Edwin Charles Maggs

Story

Edwin was born in Holcombe, Somerset on 18th November 1869, and was the son of Mark Maggs and Mary Collett who married on 7th August 1852.  Mark moved up North, and married Ada Knight (1874-1943) in 1891.  The couple lived with Ada’s mother, Martha Stanley (1833) and her second husband, Joseph Johnson, who worked with Edwin at Peckfield Colliery.  Edwin and Ada had a son and daughter in Micklefield, who were named Mark and Mary Maggs, after Edwin’s parents.  The family lived at 35 Brick Row, Micklefield, and were visited on Wednesday 29th April 1896 by Joseph Johnson, before the two men set off to work on the following morning.

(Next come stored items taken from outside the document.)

//! File-level operations on a mounted [`Ufs`].
//!
//! Every operation takes references through the vnode cache and gives them
//! back before returning, so an inode whose last name disappears is freed
//! as soon as the operation that unlinked it is done.
//!
//! Paths are slash-separated and resolved from the root; a path with no
//! slash names an entry of the root directory.

use serde::{Deserialize, Serialize};
use std::time::{Duration, SystemTime, UNIX_EPOCH};
use tracing::{debug, trace};
use ufs_alloc::alloc_block;
use ufs_bmap::{BlockAllocator, FsAllocator, bmap, extend_tail, read_run, set_block, tier_start, truncate, write_run};
use ufs_dir::{DirEntry, init_dir_block, is_empty, link, lookup, read_dir, read_symlink, set_dotdot, unlink};
use ufs_error::{Result, UfsError};
use ufs_inode::{Inode, Touch, refresh_blocks, set_inline_target, touch};
use ufs_types::{
    BlockNumber, DIRBLKSIZ, FileType, InodeNumber, LINK_MAX, MAXNAMLEN, MAXSYMLINKLEN, NIADDR, S_IFBLK,
    S_IFCHR, S_IFDIR, S_IFIFO, S_IFLNK, S_IFMT, S_IFREG, S_IFSOCK, S_IRWXG, S_IRWXO, S_IRWXU, S_ISGID,
    S_ISUID, S_ISVTX,
};

use crate::{Ufs, VnodeHandle};

// ── Attribute types ─────────────────────────────────────────────────────────

/// Inode attributes, the engine's view of `struct stat`.
#[derive(Debug, Clone, PartialEq, Eq, Serialize, Deserialize)]
pub struct InodeAttr {
    pub ino: InodeNumber,
    /// File size in bytes.
    pub size: u64,
    /// Allocated space in 512-byte units.
    pub blocks: u64,
    pub atime: SystemTime,
    pub mtime: SystemTime,
    pub ctime: SystemTime,
    /// Birth time.
    pub crtime: SystemTime,
    pub kind: FileType,
    /// Permission bits (lower 12 bits of mode).
    pub perm: u16,
    pub nlink: u32,
    pub uid: u32,
    pub gid: u32,
    /// Device number of a character or block special file.
    pub rdev: u32,
    /// Preferred I/O size.
    pub blksize: u32,
    pub generation: u32,
}

impl InodeAttr {
    #[must_use]
    pub fn from_inode(inode: &Inode, blksize: u32) -> Self {
        let din = &inode.din;
        let kind = din.file_type();
        // the device number lives in the first pointer slot
        let rdev = match kind {
            FileType::CharDevice | FileType::BlockDevice => u32::try_from(din.db[0]).unwrap_or(0),
            _ => 0,
        };
        Self {
            ino: inode.number,
            size: din.size,
            blocks: din.blocks,
            atime: to_system_time(din.atime, din.atimensec),
            mtime: to_system_time(din.mtime, din.mtimensec),
            ctime: to_system_time(din.ctime, din.ctimensec),
            crtime: to_system_time(din.birthtime, din.birthnsec),
            kind,
            perm: din.mode & PERM_MASK,
            nlink: u32::from(din.nlink),
            uid: din.uid,
            gid: din.gid,
            rdev,
            blksize,
            generation: din.generation,
        }
    }
}

/// Convert a (seconds, nanoseconds) pair to `SystemTime`, falling back to
/// `UNIX_EPOCH` when it is out of range.
fn to_system_time(secs: i64, nsec: i32) -> SystemTime {
    let nsec = u32::try_from(nsec).unwrap_or(0);
    let converted = if secs >= 0 {
        u64::try_from(secs)
            .ok()
            .and_then(|s| UNIX_EPOCH.checked_add(Duration::new(s, nsec)))
    } else {
        secs.checked_neg()
            .and_then(|abs| u64::try_from(abs).ok())
            .and_then(|abs| UNIX_EPOCH.checked_sub(Duration::new(abs, 0)))
            .and_then(|t| t.checked_add(Duration::new(0, nsec)))
    };
    converted.unwrap_or(UNIX_EPOCH)
}

/// Split a `SystemTime` into on-disk seconds and nanoseconds. Times
/// before the epoch keep a non-negative nanosecond part.
fn from_system_time(t: SystemTime) -> (i64, i32) {
    let (d, before) = match t.duration_since(UNIX_EPOCH) {
        Ok(d) => (d, false),
        Err(e) => (e.duration(), true),
    };
    let secs = i64::try_from(d.as_secs()).unwrap_or(i64::MAX);
    let nsec = i32::try_from(d.subsec_nanos()).unwrap_or(0);
    match (before, nsec) {
        (false, _) => (secs, nsec),
        (true, 0) => (-secs, 0),
        (true, _) => (-secs - 1, 1_000_000_000 - nsec),
    }
}

/// Bits `chmod` may change.
const PERM_MASK: u16 = S_IRWXU | S_IRWXG | S_IRWXO | S_ISUID | S_ISGID | S_ISVTX;

// MAXNAMLEN is 255
#[expect(clippy::cast_possible_truncation)]
const NAME_MAX: u32 = MAXNAMLEN as u32;

/// Filesystem-wide usage, in the units of `statvfs`.
#[derive(Debug, Clone, Copy, PartialEq, Eq, Serialize, Deserialize)]
pub struct StatFs {
    pub bsize: u32,
    /// Fragment size; `blocks`, `bfree` and `bavail` count fragments.
    pub frsize: u32,
    pub blocks: u64,
    pub bfree: u64,
    /// Free fragments outside the `minfree` reserve.
    pub bavail: u64,
    pub files: u64,
    pub ffree: u64,
    pub namemax: u32,
}

// ── Path helpers ────────────────────────────────────────────────────────────

/// Split `path` into its parent path and final component.
fn split_path(path: &str) -> Result<(&str, &str)> {
    let trimmed = path.trim_end_matches('/');
    if trimmed.is_empty() {
        return Err(UfsError::InvalidArgument(format!("path {path:?} names no entry")));
    }
    Ok(match trimmed.rfind('/') {
        Some(i) => (&trimmed[..i], &trimmed[i + 1..]),
        None => ("", trimmed),
    })
}

/// A name an operation may add or remove.
fn check_component(name: &str) -> Result<()> {
    if name == "." || name == ".." {
        return Err(UfsError::InvalidArgument(format!("cannot use {name:?} as an entry name")));
    }
    ufs_dir::validate_name(name.as_bytes())
}

fn not_found(name: &[u8]) -> UfsError {
    UfsError::NotFound(String::from_utf8_lossy(name).into_owned())
}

Edwin Maggs and Joseph Johnson were working alongside two brothers, Joseph and Walter Winfield in the No. 3 Dip.  There about ½ mile from the shaft bottom and a similar distance from John Goodall’s gate, where the explosion occurred.  Two of the four men hadn’t started work, as they weren’t fully dressed, but nevertheless, they opted to leave their workplace, and made a dash towards the main shaft.  They were fortunate that the No.3 Dip had three doors near the top, so the blast did not travel down their path.  However, they did not reach those doors or the West Level, as they succumbed to after damp poisoning.  Their bodies were found by Charles Houfton’s rescue party.  They found Edwin Maggs had fallen closest to the West Level, then Walter Winfield, followed by his brother Joseph.  The rescuers noticed from the footsteps in the dust, that the four men had been running towards the West Level, but that Joseph had suddenly stopped, and turned around and had just begun retracing his steps to look for another way out, when the afterdamp gas overtook him.  They were known to the man who found them, Walter Toplis, who had walked over from Hemsworth to join the rescue efforts at his former workplace.  He confirmed that Joseph and Edwin were father-in-law and son-in-law.

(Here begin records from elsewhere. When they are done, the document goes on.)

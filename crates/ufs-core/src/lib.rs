#![forbid(unsafe_code)]
//! UFS2 filesystem context.
//!
//! [`Ufs`] ties a block device to its allocator state and inode cache and
//! carries the file-level operations (create, mkdir, rename, read, write,
//! ...) built on the allocation, block-map and directory layers. It is
//! passed explicitly; there is no global filesystem. [`SharedUfs`] adds
//! the per-filesystem lock a concurrent dispatcher needs.
//!
//! ```text
//!   ops (create, write, rename, ...)
//!     │ acquire / release
//!   vnode cache ── kill on last release of an unlinked inode
//!     │
//!   ufs-dir ── ufs-bmap ── ufs-alloc ── ufs-block
//! ```

pub mod format;
pub mod ops;
pub mod vnode;

pub use format::{format, format_device};
pub use ops::{InodeAttr, StatFs};
pub use ufs_block::{BlockDevice, ByteBlockDevice, ByteDevice, FileByteDevice, MemByteDevice};
pub use ufs_dir::DirEntry;
pub use ufs_error::UfsError;
pub use ufs_ondisk::{FsGeometry, GeometryConfig};
pub use ufs_types::{FileType, InodeNumber};
pub use vnode::{Vnode, VnodeCache, VnodeHandle};

use parking_lot::{Mutex, MutexGuard};
use serde::{Deserialize, Serialize};
use std::sync::Arc;
use tracing::{debug, info};
use ufs_alloc::FsParams;
use ufs_dir::InodeSource;
use ufs_error::Result;
use ufs_inode::{Inode, read_dinode};
use ufs_ondisk::Ufs2Dinode;

// ── Mount options ───────────────────────────────────────────────────────────

/// Options fixed at mount time.
#[derive(Debug, Clone, Default, PartialEq, Eq, Serialize, Deserialize)]
#[serde(default)]
pub struct MountOptions {
    /// Reject every mutation with `ReadOnly`.
    pub read_only: bool,
    /// Owner given to files this mount creates.
    pub uid: u32,
    pub gid: u32,
    /// Identity of this filesystem in the inode cache.
    pub fsid: u64,
}

// ── Filesystem context ──────────────────────────────────────────────────────

/// A mounted UFS2 filesystem.
pub struct Ufs {
    dev: Box<dyn BlockDevice>,
    fs: FsParams,
    opts: MountOptions,
    vnodes: VnodeCache,
}

impl std::fmt::Debug for Ufs {
    fn fmt(&self, f: &mut std::fmt::Formatter<'_>) -> std::fmt::Result {
        f.debug_struct("Ufs")
            .field("geometry", &self.fs.geo)
            .field("cstotal", &self.fs.cstotal)
            .field("opts", &self.opts)
            .field("cached_vnodes", &self.vnodes.len())
            .finish_non_exhaustive()
    }
}

impl Ufs {
    /// Mount an image whose geometry is known, rebuilding the allocator
    /// counters from its cylinder groups.
    pub fn mount(dev: Box<dyn BlockDevice>, geo: FsGeometry, opts: MountOptions) -> Result<Self> {
        let needed = geo.size * u64::from(geo.fsize);
        let have = dev.sector_count() * u64::from(dev.sector_size());
        if have < needed {
            return Err(UfsError::InvalidGeometry(format!(
                "device holds {have} bytes, geometry needs {needed}"
            )));
        }
        let mut fs = FsParams::load(&*dev, geo)?;
        fs.read_only = opts.read_only;
        let root = read_dinode(&*dev, &fs.geo, InodeNumber::ROOT)?;
        if !root.is_dir() {
            return Err(UfsError::corruption(
                fs.geo.ino_to_fsba(InodeNumber::ROOT).0,
                "root inode is not a directory",
            ));
        }
        info!(
            ncg = fs.geo.ncg,
            bsize = fs.geo.bsize,
            fsize = fs.geo.fsize,
            read_only = opts.read_only,
            "mounted"
        );
        Ok(Self::from_parts(dev, fs, opts))
    }

    pub(crate) fn from_parts(dev: Box<dyn BlockDevice>, fs: FsParams, opts: MountOptions) -> Self {
        Self {
            dev,
            fs,
            opts,
            vnodes: VnodeCache::new(),
        }
    }

    #[must_use]
    pub fn geometry(&self) -> &FsGeometry {
        &self.fs.geo
    }

    #[must_use]
    pub fn params(&self) -> &FsParams {
        &self.fs
    }

    #[must_use]
    pub fn options(&self) -> &MountOptions {
        &self.opts
    }

    #[must_use]
    pub fn device(&self) -> &dyn BlockDevice {
        &*self.dev
    }

    #[must_use]
    pub fn vnodes(&self) -> &VnodeCache {
        &self.vnodes
    }

    #[must_use]
    pub fn is_read_only(&self) -> bool {
        self.fs.read_only
    }

    pub(crate) fn check_writable(&self) -> Result<()> {
        if self.fs.read_only {
            return Err(UfsError::ReadOnly);
        }
        Ok(())
    }

    // ── Inode references ────────────────────────────────────────────────

    /// Take a reference to inode `ino`.
    pub fn acquire(&mut self, ino: InodeNumber) -> Result<VnodeHandle> {
        self.vnodes.acquire(&*self.dev, &self.fs.geo, self.opts.fsid, ino)
    }

    /// Resolve `path` from the root and take a reference to the result.
    pub fn acquire_path(&mut self, path: &str, follow: bool) -> Result<VnodeHandle> {
        let ino = self.resolve(path, follow)?;
        self.acquire(ino)
    }

    /// Drop a reference taken by [`acquire`](Self::acquire); `dirty` asks
    /// for the inode to be written.
    pub fn release(&mut self, h: VnodeHandle, dirty: bool) -> Result<()> {
        self.vnodes.release(&*self.dev, &mut self.fs, h, dirty)
    }

    /// The cached inode behind `h`.
    pub fn inode(&self, h: VnodeHandle) -> Result<&Inode> {
        self.vnodes.inode(h)
    }

    pub(crate) fn inode_mut(&mut self, h: VnodeHandle) -> Result<&mut Inode> {
        self.vnodes.inode_mut(h)
    }

    /// Allocate a fresh inode near `parent`; see [`VnodeCache::valloc`].
    pub fn valloc(&mut self, parent: InodeNumber, mode: u16) -> Result<VnodeHandle> {
        self.check_writable()?;
        self.vnodes.valloc(
            &*self.dev,
            &mut self.fs,
            self.opts.fsid,
            parent,
            mode,
            self.opts.uid,
            self.opts.gid,
        )
    }

    /// Run `body` on `h`, then release `h`, dirty if `body` succeeded and
    /// `dirty` is set. The body's error wins over a release error.
    pub(crate) fn holding<T>(
        &mut self,
        h: VnodeHandle,
        dirty: bool,
        body: impl FnOnce(&mut Self, VnodeHandle) -> Result<T>,
    ) -> Result<T> {
        let out = body(self, h);
        let released = self.release(h, dirty && out.is_ok());
        let value = out?;
        released?;
        Ok(value)
    }

    /// Release several handles in reverse order, reporting the first
    /// failure after all of them were released.
    pub(crate) fn release_all(&mut self, handles: &[VnodeHandle], dirty: bool) -> Result<()> {
        let mut first_err = None;
        for h in handles.iter().rev() {
            if let Err(e) = self.release(*h, dirty) {
                first_err.get_or_insert(e);
            }
        }
        first_err.map_or(Ok(()), Err)
    }

    // ── Path resolution ─────────────────────────────────────────────────

    /// Resolve `path` relative to the root directory.
    pub fn resolve(&self, path: &str, follow: bool) -> Result<InodeNumber> {
        self.resolve_at(InodeNumber::ROOT, path.as_bytes(), follow)
    }

    pub(crate) fn resolve_at(&self, start: InodeNumber, path: &[u8], follow: bool) -> Result<InodeNumber> {
        let mut src = CachedInodes {
            cache: &self.vnodes,
            dev: &*self.dev,
            geo: &self.fs.geo,
            fsid: self.opts.fsid,
        };
        ufs_dir::namei(&mut src, &*self.dev, &self.fs.geo, start, path, follow)
    }

    /// Write the summary area and flush the device.
    pub fn sync(&mut self) -> Result<()> {
        if !self.fs.read_only {
            self.fs.write_summaries(&*self.dev)?;
        }
        self.dev.sync()?;
        debug!(cached = self.vnodes.len(), "sync");
        Ok(())
    }
}

/// Serves inodes from the cache when present so path walks see unwritten
/// changes.
struct CachedInodes<'a> {
    cache: &'a VnodeCache,
    dev: &'a dyn BlockDevice,
    geo: &'a FsGeometry,
    fsid: u64,
}

impl InodeSource for CachedInodes<'_> {
    fn dinode(&mut self, ino: InodeNumber) -> Result<Ufs2Dinode> {
        match self.cache.find(self.fsid, ino) {
            Some(h) => self.cache.inode(h).map(|i| i.din.clone()),
            None => read_dinode(self.dev, self.geo, ino),
        }
    }
}

// ── Shared access ───────────────────────────────────────────────────────────

/// A filesystem shared between threads. Every operation holds the
/// filesystem lock for its whole duration.
#[derive(Debug, Clone)]
pub struct SharedUfs {
    inner: Arc<Mutex<Ufs>>,
}

impl SharedUfs {
    #[must_use]
    pub fn new(ufs: Ufs) -> Self {
        Self {
            inner: Arc::new(Mutex::new(ufs)),
        }
    }

    pub fn lock(&self) -> MutexGuard<'_, Ufs> {
        self.inner.lock()
    }

    /// Run `op` with the filesystem locked.
    pub fn with<T>(&self, op: impl FnOnce(&mut Ufs) -> T) -> T {
        op(&mut self.inner.lock())
    }
}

Edwin’s body was brought out on 1st May.  He was identified by his widow, Ada Maggs, who also identified the body of her step-father, Joseph Johnson.  She stated the the face of her husband seemed rather swollen, which was a common description of the miners who had died from afterdamp poisoning.

Ada left Micklefield after the death of her husband and step-father.  On 17th July 1897, Ada re-married Robert Arthur Rose in Featherstone, and brought her mother to live with her in Castleford, along with her son and daughter, Mark and Mary Maggs.  After the death of her second husband, Ada remarried John Gowland in Armley on 24th December 1926, and was living at 6 Greenock Terrace, Armley when she passed away in 1943.